Legislation to lower thermostat settings on domestic water heaters plus annual educational notices to utility customers would generate cost savings while reducing the morbidity from tap water scalds in children.
确定一项公共卫生立法/教育策略在降低10岁以下儿童自来水烫伤方面的成本效益。
从政府角度进行为期10年的成本效益分析。
加拿大安大略省10岁以下儿童
立法规定新家用热水器的恒温器设置以降低水温(最高49摄氏度),并每年向公用事业客户发送教育通知,与现状进行对比。
基于人群数据、患者病历和已发表的医学文献,在决策分析中对自来水烫伤的负担、医疗资源利用、拟议干预措施的成本和效果以及赋予健康结局的概率进行建模。1年以上的所有成本和健康结局均按3%进行贴现。

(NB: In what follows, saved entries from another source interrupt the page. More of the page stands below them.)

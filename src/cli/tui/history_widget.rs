// History panel - recently analyzed tickers, most recent first

use ratatui::{
    layout::Rect,
    style::Style,
    text::{Line, Span},
    widgets::{Block, Borders, List, ListItem},
    Frame,
};

use crate::config::ColorScheme;
use crate::engine::History;

/// Shortcut shown next to entry `index` (Alt+1..9, then Alt+0 for the tenth)
fn shortcut(index: usize) -> Option<char> {
    match index {
        0..=8 => char::from_digit(index as u32 + 1, 10),
        9 => Some('0'),
        _ => None,
    }
}

pub fn history_items(history: &History, colors: &ColorScheme) -> Vec<ListItem<'static>> {
    let hint = Style::default().fg(colors.ui.notice.to_color());
    let symbol = Style::default().fg(colors.suggestions.symbol.to_color());

    history
        .entries()
        .iter()
        .enumerate()
        .map(|(idx, ticker)| {
            let key = shortcut(idx).map(|c| format!("{} ", c)).unwrap_or_else(|| "  ".to_string());
            ListItem::new(Line::from(vec![
                Span::styled(key, hint),
                Span::styled(ticker.clone(), symbol),
            ]))
        })
        .collect()
}

pub fn render_history(frame: &mut Frame, history: &History, area: Rect, colors: &ColorScheme) {
    let block = Block::default()
        .borders(Borders::ALL)
        .border_style(Style::default().fg(colors.ui.border.to_color()))
        .title(" Search History ");

    frame.render_widget(List::new(history_items(history, colors)).block(block), area);
}
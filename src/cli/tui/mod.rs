// Full-screen terminal UI
//
// Layout
// ──────
// title     one line
// input     bordered single-line textarea
// body      results panel, plus the history panel once anything was analyzed
// footer    key hints
//
// The suggestion dropdown is drawn last, over the body, right under the input.
//
// Event flow: a blocking task forwards crossterm events; the loop selects over
// those, engine settlements and a 100ms render tick.

use anyhow::{Context, Result};
use crossterm::{
    event::{
        DisableBracketedPaste, DisableMouseCapture, EnableBracketedPaste, EnableMouseCapture, Event,
    },
    execute,
    terminal::{disable_raw_mode, enable_raw_mode, EnterAlternateScreen, LeaveAlternateScreen},
};
use ratatui::{
    backend::CrosstermBackend,
    style::{Modifier, Style},
    text::{Line, Span},
    widgets::Paragraph,
    Frame, Terminal,
};
use std::io::{self, Stdout};
use std::time::Duration;

use crate::cli::input::{InputAction, InputController, ScrollRequest};
use crate::config::ColorScheme;
use crate::engine::{Controller, Msg};

mod async_input;
mod autocomplete_widget;
mod history_widget;
mod input_widget;
mod layout;
mod results_widget;

pub use async_input::spawn_input_task;
pub(crate) use async_input::sanitize_paste_char;
pub use autocomplete_widget::render_suggestion_dropdown;
pub use history_widget::render_history;
pub use input_widget::render_input_widget;
pub use layout::{Hit, ScreenLayout};
pub use results_widget::{render_results, result_lines};

const TITLE: &str = "Graham Screener";
const KEY_HINTS: &str =
    "Enter analyze · ↑↓ suggestions · PgUp/PgDn scroll · Alt+1..0 history · Ctrl+L clear · Ctrl+C quit";
const RENDER_INTERVAL: Duration = Duration::from_millis(100);

/// Raw mode + alternate screen for the lifetime of the guard
pub struct TerminalGuard {
    terminal: Terminal<CrosstermBackend<Stdout>>,
}

impl TerminalGuard {
    pub fn enter() -> Result<Self> {
        enable_raw_mode().context("Failed to enable raw mode")?;
        let mut stdout = io::stdout();
        execute!(
            stdout,
            EnterAlternateScreen,
            EnableMouseCapture,
            EnableBracketedPaste
        )
        .context("Failed to enter alternate screen")?;

        let terminal = Terminal::new(CrosstermBackend::new(stdout))
            .context("Failed to create terminal")?;
        Ok(Self { terminal })
    }

    pub fn terminal_mut(&mut self) -> &mut Terminal<CrosstermBackend<Stdout>> {
        &mut self.terminal
    }
}

impl Drop for TerminalGuard {
    fn drop(&mut self) {
        let _ = disable_raw_mode();
        let _ = execute!(
            self.terminal.backend_mut(),
            DisableBracketedPaste,
            DisableMouseCapture,
            LeaveAlternateScreen
        );
        let _ = self.terminal.show_cursor();
    }
}

/// Screen state around the engine controller
pub struct App {
    controller: Controller,
    input: InputController,
    colors: ColorScheme,
    /// Layout of the last frame, for mouse hit-testing
    layout: ScreenLayout,
    /// Rows the results panel is scrolled down by
    results_scroll: u16,
    tick: usize,
    should_quit: bool,
}

impl App {
    pub fn new(controller: Controller, colors: ColorScheme) -> Self {
        Self {
            controller,
            input: InputController::new(),
            colors,
            layout: ScreenLayout::default(),
            results_scroll: 0,
            tick: 0,
            should_quit: false,
        }
    }

    pub fn controller(&self) -> &Controller {
        &self.controller
    }

    pub fn should_quit(&self) -> bool {
        self.should_quit
    }

    pub fn input_text(&self) -> String {
        self.input.text()
    }

    pub fn results_scroll(&self) -> u16 {
        self.results_scroll
    }

    pub fn dispatch(&mut self, msg: Msg) {
        tracing::debug!(msg = msg.name(), "Dispatching");
        let state = self.controller.state();
        let before = (state.is_loading(), state.result().is_some());
        self.controller.dispatch(msg);
        let state = self.controller.state();

        // A new, cleared or pending result starts at the top
        if (state.is_loading(), state.result().is_some()) != before {
            self.results_scroll = 0;
        }
        self.input.sync(state.query());
    }

    fn scroll_results(&mut self, request: ScrollRequest) {
        let page = self.layout.results.height.saturating_sub(3).max(1);
        self.results_scroll = match request {
            ScrollRequest::LineUp => self.results_scroll.saturating_sub(1),
            ScrollRequest::LineDown => self.results_scroll.saturating_add(1),
            ScrollRequest::PageUp => self.results_scroll.saturating_sub(page),
            ScrollRequest::PageDown => self.results_scroll.saturating_add(page),
        };
    }

    pub fn handle_terminal_event(&mut self, event: Event) {
        let state = self.controller.state();
        let action = match event {
            Event::Key(key) => self.input.handle_key(key, state),
            Event::Mouse(mouse) => self.input.handle_mouse(mouse, &self.layout, state),
            Event::Paste(text) => self.input.handle_paste(&text, state),
            _ => InputAction::Ignore,
        };

        match action {
            InputAction::Dispatch(msg) => self.dispatch(msg),
            InputAction::Scroll(request) => self.scroll_results(request),
            InputAction::Quit => self.should_quit = true,
            InputAction::Ignore => {}
        }
    }

    pub fn draw(&mut self, frame: &mut Frame) {
        let state = self.controller.state();
        let layout = ScreenLayout::compute(frame.area(), state);

        let title = Paragraph::new(Line::from(Span::styled(
            TITLE,
            Style::default()
                .fg(self.colors.ui.cursor.to_color())
                .add_modifier(Modifier::BOLD),
        )));
        frame.render_widget(title, layout.title);

        render_input_widget(
            frame,
            self.input.textarea_mut(),
            layout.input,
            state.is_loading(),
            self.tick,
            &self.colors,
        );
        self.results_scroll = render_results(
            frame,
            state.result(),
            layout.results,
            self.results_scroll,
            &self.colors,
        );
        if let Some(area) = layout.history {
            render_history(frame, state.history(), area, &self.colors);
        }

        let hints = Paragraph::new(Span::styled(
            KEY_HINTS,
            Style::default().fg(self.colors.ui.notice.to_color()),
        ));
        frame.render_widget(hints, layout.footer);

        if let Some(area) = layout.dropdown {
            render_suggestion_dropdown(frame, state.suggestions(), area, &self.colors);
        }

        self.layout = layout;
    }

    fn advance_tick(&mut self) {
        self.tick = self.tick.wrapping_add(1);
    }
}

/// Run the interactive screen until the user quits.
pub async fn run(controller: Controller, colors: ColorScheme) -> Result<()> {
    let mut guard = TerminalGuard::enter()?;
    let mut app = App::new(controller, colors);
    let mut input_rx = spawn_input_task();
    let mut render_interval = tokio::time::interval(RENDER_INTERVAL);

    tracing::info!("Interactive session started");

    while !app.should_quit() {
        tokio::select! {
            Some(event) = input_rx.recv() => {
                app.handle_terminal_event(event);
            }

            Some(msg) = app.controller.next_event() => {
                app.dispatch(msg);
            }

            _ = render_interval.tick() => {
                app.advance_tick();
            }
        }

        guard
            .terminal_mut()
            .draw(|frame| app.draw(frame))
            .context("Failed to draw frame")?;
    }

    tracing::info!("Interactive session ended");
    Ok(())
}

#[cfg(test)]
mod tests {
    use super::*;
    use crate::engine::EngineSettings;
    use crate::services::{
        AnalysisError, AnalysisResult, AnalysisService, LookupError, SymbolLookup, SymbolRecord,
    };
    use async_trait::async_trait;
    use crossterm::event::{KeyCode, KeyEvent, KeyModifiers};
    use ratatui::backend::TestBackend;
    use std::sync::Arc;

    struct NoLookup;

    #[async_trait]
    impl SymbolLookup for NoLookup {
        async fn search(&self, _query: &str) -> Result<Vec<SymbolRecord>, LookupError> {
            Ok(Vec::new())
        }
    }

    struct CannedAnalysis {
        graham_results: serde_json::Value,
        cached: bool,
    }

    #[async_trait]
    impl AnalysisService for CannedAnalysis {
        async fn analyze(&self, ticker: &str) -> Result<AnalysisResult, AnalysisError> {
            Ok(AnalysisResult::Report {
                ticker: ticker.to_string(),
                graham_results: self.graham_results.clone(),
                cached: self.cached,
            })
        }
    }

    fn app_with(analysis: CannedAnalysis) -> App {
        let controller =
            Controller::new(EngineSettings::default(), Arc::new(NoLookup), Arc::new(analysis));
        App::new(controller, ColorScheme::default())
    }

    fn app() -> App {
        app_with(CannedAnalysis {
            graham_results: serde_json::json!({"adequate_size": [700, true]}),
            cached: false,
        })
    }

    /// Thirty criteria, far more than a 24-row screen can show at once
    fn long_report_app() -> App {
        let mut criteria = serde_json::Map::new();
        for i in 0..30 {
            criteria.insert(format!("crit_{:02}", i), serde_json::json!([i, true]));
        }
        app_with(CannedAnalysis {
            graham_results: serde_json::Value::Object(criteria),
            cached: true,
        })
    }

    fn press(app: &mut App, code: KeyCode) {
        app.handle_terminal_event(Event::Key(KeyEvent::new(code, KeyModifiers::NONE)));
    }

    fn screen_text(app: &mut App) -> String {
        screen_text_sized(app, 90, 20)
    }

    fn screen_text_sized(app: &mut App, width: u16, height: u16) -> String {
        let mut terminal = Terminal::new(TestBackend::new(width, height)).unwrap();
        terminal.draw(|f| app.draw(f)).unwrap();
        let buffer = terminal.backend().buffer();
        let mut text = String::new();
        for y in 0..buffer.area.height {
            for x in 0..buffer.area.width {
                text.push_str(buffer[(x, y)].symbol());
            }
            text.push('\n');
        }
        text
    }

    #[tokio::test]
    async fn test_typed_text_reaches_engine() {
        let mut app = app();
        for c in "MSFT".chars() {
            press(&mut app, KeyCode::Char(c));
        }
        assert_eq!(app.controller().state().query(), "MSFT");
        assert!(screen_text(&mut app).contains("MSFT"));
    }

    #[tokio::test]
    async fn test_escape_with_hidden_list_quits() {
        let mut app = app();
        press(&mut app, KeyCode::Esc);
        assert!(app.should_quit());
    }

    #[tokio::test]
    async fn test_submission_round_trip_renders_report() {
        let mut app = app();
        for c in "aapl".chars() {
            press(&mut app, KeyCode::Char(c));
        }
        press(&mut app, KeyCode::Enter);
        assert!(app.controller().state().is_loading());
        assert!(screen_text(&mut app).contains("Analyzing"));

        let msg = app.controller.next_event().await.expect("settlement");
        app.dispatch(msg);

        let screen = screen_text(&mut app);
        assert!(screen.contains("Ticker: aapl"));
        assert!(screen.contains("adequate_size"));
        assert!(screen.contains("Search History"));
        assert_eq!(app.input_text(), "aapl");
    }

    async fn submit_and_settle(app: &mut App, ticker: &str) {
        for c in ticker.chars() {
            press(app, KeyCode::Char(c));
        }
        press(app, KeyCode::Enter);
        let msg = app.controller.next_event().await.expect("settlement");
        app.dispatch(msg);
    }

    #[tokio::test]
    async fn test_long_report_scrolls_to_last_entry() {
        let mut app = long_report_app();
        submit_and_settle(&mut app, "aapl").await;

        let top = screen_text_sized(&mut app, 100, 24);
        assert!(top.contains("crit_00"));
        assert!(!top.contains("crit_29"));
        assert!(!top.contains("* Results served from cache"));

        for _ in 0..10 {
            press(&mut app, KeyCode::PageDown);
            screen_text_sized(&mut app, 100, 24);
        }
        let bottom = screen_text_sized(&mut app, 100, 24);
        assert!(bottom.contains("crit_29"));
        assert!(bottom.contains("* Results served from cache"));
        assert!(!bottom.contains("crit_00"));

        // Overscroll is clamped, so one PageUp moves back at once
        let at_end = app.results_scroll();
        press(&mut app, KeyCode::PageUp);
        assert!(app.results_scroll() < at_end);

        for _ in 0..10 {
            press(&mut app, KeyCode::PageUp);
        }
        assert_eq!(app.results_scroll(), 0);
        assert!(screen_text_sized(&mut app, 100, 24).contains("crit_00"));
    }

    #[tokio::test]
    async fn test_new_submission_resets_scroll() {
        let mut app = long_report_app();
        submit_and_settle(&mut app, "aapl").await;
        screen_text_sized(&mut app, 100, 24);

        press(&mut app, KeyCode::PageDown);
        assert!(app.results_scroll() > 0);

        press(&mut app, KeyCode::Enter);
        assert!(app.controller().state().is_loading());
        assert_eq!(app.results_scroll(), 0);

        let msg = app.controller.next_event().await.expect("settlement");
        app.dispatch(msg);
        assert_eq!(app.results_scroll(), 0);
        assert!(screen_text_sized(&mut app, 100, 24).contains("crit_00"));
    }
}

安大略省估计每年有182名10岁以下儿童因自来水烫伤需要医疗护理(每10万人中有13.98人)。其中,65人仅需要急诊科护理(每次受伤的中位数成本为149加元),103人需要急诊科护理并进行门诊随访(每次受伤577加元),14人需要住院治疗(每次受伤5203加元),2人需要进行手术植皮(每次受伤28526加元)。干预措施的估计成本为每年51000加元,预计自来水烫伤伤害将减少56%。在10年期间,干预组的总成本将为117万加元,烫伤704例,而现状组的总成本为165万加元,烫伤1599例。因此,该干预措施将节省成本,每避免一例烫伤可节省531加元的增量比率。敏感性分析表明,通过广泛的变量估计,该干预措施仍将节省成本。
立法降低家用热水器的恒温器设置,并每年向公用事业客户发送教育通知,既能节省成本,又能降低儿童自来水烫伤的发病率。